Information shown START

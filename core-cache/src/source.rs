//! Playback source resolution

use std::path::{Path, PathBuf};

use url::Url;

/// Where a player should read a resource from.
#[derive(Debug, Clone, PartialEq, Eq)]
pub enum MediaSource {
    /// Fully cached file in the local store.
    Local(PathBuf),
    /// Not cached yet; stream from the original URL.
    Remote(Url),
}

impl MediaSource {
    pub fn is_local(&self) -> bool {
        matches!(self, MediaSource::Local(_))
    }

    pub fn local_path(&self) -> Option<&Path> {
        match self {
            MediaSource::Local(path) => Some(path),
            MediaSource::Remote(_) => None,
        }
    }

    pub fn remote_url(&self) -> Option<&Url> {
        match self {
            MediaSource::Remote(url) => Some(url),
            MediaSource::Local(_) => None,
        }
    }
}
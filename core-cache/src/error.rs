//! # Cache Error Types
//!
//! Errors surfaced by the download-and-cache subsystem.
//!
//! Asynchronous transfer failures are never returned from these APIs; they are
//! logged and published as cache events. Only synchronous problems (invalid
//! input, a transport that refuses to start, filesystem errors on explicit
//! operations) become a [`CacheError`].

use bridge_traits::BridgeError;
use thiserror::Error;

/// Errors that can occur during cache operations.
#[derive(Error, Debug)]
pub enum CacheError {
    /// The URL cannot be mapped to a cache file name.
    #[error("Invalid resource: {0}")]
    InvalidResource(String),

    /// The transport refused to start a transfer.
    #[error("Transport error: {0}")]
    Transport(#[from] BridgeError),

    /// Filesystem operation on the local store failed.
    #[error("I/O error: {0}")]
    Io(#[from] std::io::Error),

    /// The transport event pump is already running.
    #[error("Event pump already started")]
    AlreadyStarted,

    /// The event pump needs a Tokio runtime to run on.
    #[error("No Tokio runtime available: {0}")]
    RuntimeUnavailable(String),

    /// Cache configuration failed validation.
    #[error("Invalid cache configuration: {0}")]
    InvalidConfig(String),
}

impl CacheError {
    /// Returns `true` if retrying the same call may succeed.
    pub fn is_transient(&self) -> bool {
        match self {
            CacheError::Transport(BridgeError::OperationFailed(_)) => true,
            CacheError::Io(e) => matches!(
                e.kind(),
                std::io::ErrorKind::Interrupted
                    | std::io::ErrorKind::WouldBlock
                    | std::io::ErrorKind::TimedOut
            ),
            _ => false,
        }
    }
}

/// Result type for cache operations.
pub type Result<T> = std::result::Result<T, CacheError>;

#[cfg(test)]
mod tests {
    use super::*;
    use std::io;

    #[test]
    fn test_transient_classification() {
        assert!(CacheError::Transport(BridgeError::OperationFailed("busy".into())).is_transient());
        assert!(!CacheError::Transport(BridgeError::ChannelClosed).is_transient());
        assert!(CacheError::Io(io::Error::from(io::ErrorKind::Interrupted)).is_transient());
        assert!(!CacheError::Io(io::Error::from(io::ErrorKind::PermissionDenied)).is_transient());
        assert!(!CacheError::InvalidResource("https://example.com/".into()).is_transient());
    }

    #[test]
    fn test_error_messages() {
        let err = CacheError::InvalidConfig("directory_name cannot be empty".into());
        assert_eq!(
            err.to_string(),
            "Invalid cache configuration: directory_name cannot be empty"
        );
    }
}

Information shown END

Assigned task — Restate each entry word for word.

Task result —
filename core-cache/src/source.rs
//! Playback source resolution

use std::path::{Path, PathBuf};

use url::Url;

/// Where a player should read a resource from.
#[derive(Debug, Clone, PartialEq, Eq)]
pub enum MediaSource {
    /// Fully cached file in the local store.
    Local(PathBuf),
    /// Not cached yet; stream from the original URL.
    Remote(Url),
}

impl MediaSource {
    pub fn is_local(&self) -> bool {
        matches!(self, MediaSource::Local(_))
    }

    pub fn local_path(&self) -> Option<&Path> {
        match self {
            MediaSource::Local(path) => Some(path),
            MediaSource::Remote(_) => None,
        }
    }

    pub fn remote_url(&self) -> Option<&Url> {
        match self {
            MediaSource::Remote(url) => Some(url),
            MediaSource::Local(_) => None,
        }
    }
}
filename core-cache/src/error.rs
//! # Cache Error Types
//!
//! Errors surfaced by the download-and-cache subsystem.
//!
//! Asynchronous transfer failures are never returned from these APIs; they are
//! logged and published as cache events. Only synchronous problems (invalid
//! input, a transport that refuses to start, filesystem errors on explicit
//! operations) become a [`CacheError`].

use bridge_traits::BridgeError;
use thiserror::Error;

/// Errors that can occur during cache operations.
#[derive(Error, Debug)]
pub enum CacheError {
    /// The URL cannot be mapped to a cache file name.
    #[error("Invalid resource: {0}")]
    InvalidResource(String),

    /// The transport refused to start a transfer.
    #[error("Transport error: {0}")]
    Transport(#[from] BridgeError),

    /// Filesystem operation on the local store failed.
    #[error("I/O error: {0}")]
    Io(#[from] std::io::Error),

    /// The transport event pump is already running.
    #[error("Event pump already started")]
    AlreadyStarted,

    /// The event pump needs a Tokio runtime to run on.
    #[error("No Tokio runtime available: {0}")]
    RuntimeUnavailable(String),

    /// Cache configuration failed validation.
    #[error("Invalid cache configuration: {0}")]
    InvalidConfig(String),
}

impl CacheError {
    /// Returns `true` if retrying the same call may succeed.
    pub fn is_transient(&self) -> bool {
        match self {
            CacheError::Transport(BridgeError::OperationFailed(_)) => true,
            CacheError::Io(e) => matches!(
                e.kind(),
                std::io::ErrorKind::Interrupted
                    | std::io::ErrorKind::WouldBlock
                    | std::io::ErrorKind::TimedOut
            ),
            _ => false,
        }
    }
}

/// Result type for cache operations.
pub type Result<T> = std::result::Result<T, CacheError>;

#[cfg(test)]
mod tests {
    use super::*;
    use std::io;

    #[test]
    fn test_transient_classification() {
        assert!(CacheError::Transport(BridgeError::OperationFailed("busy".into())).is_transient());
        assert!(!CacheError::Transport(BridgeError::ChannelClosed).is_transient());
        assert!(CacheError::Io(io::Error::from(io::ErrorKind::Interrupted)).is_transient());
        assert!(!CacheError::Io(io::Error::from(io::ErrorKind::PermissionDenied)).is_transient());
        assert!(!CacheError::InvalidResource("https://example.com/".into()).is_transient());
    }

    #[test]
    fn test_error_messages() {
        let err = CacheError::InvalidConfig("directory_name cannot be empty".into());
        assert_eq!(
            err.to_string(),
            "Invalid cache configuration: directory_name cannot be empty"
        );
    }
}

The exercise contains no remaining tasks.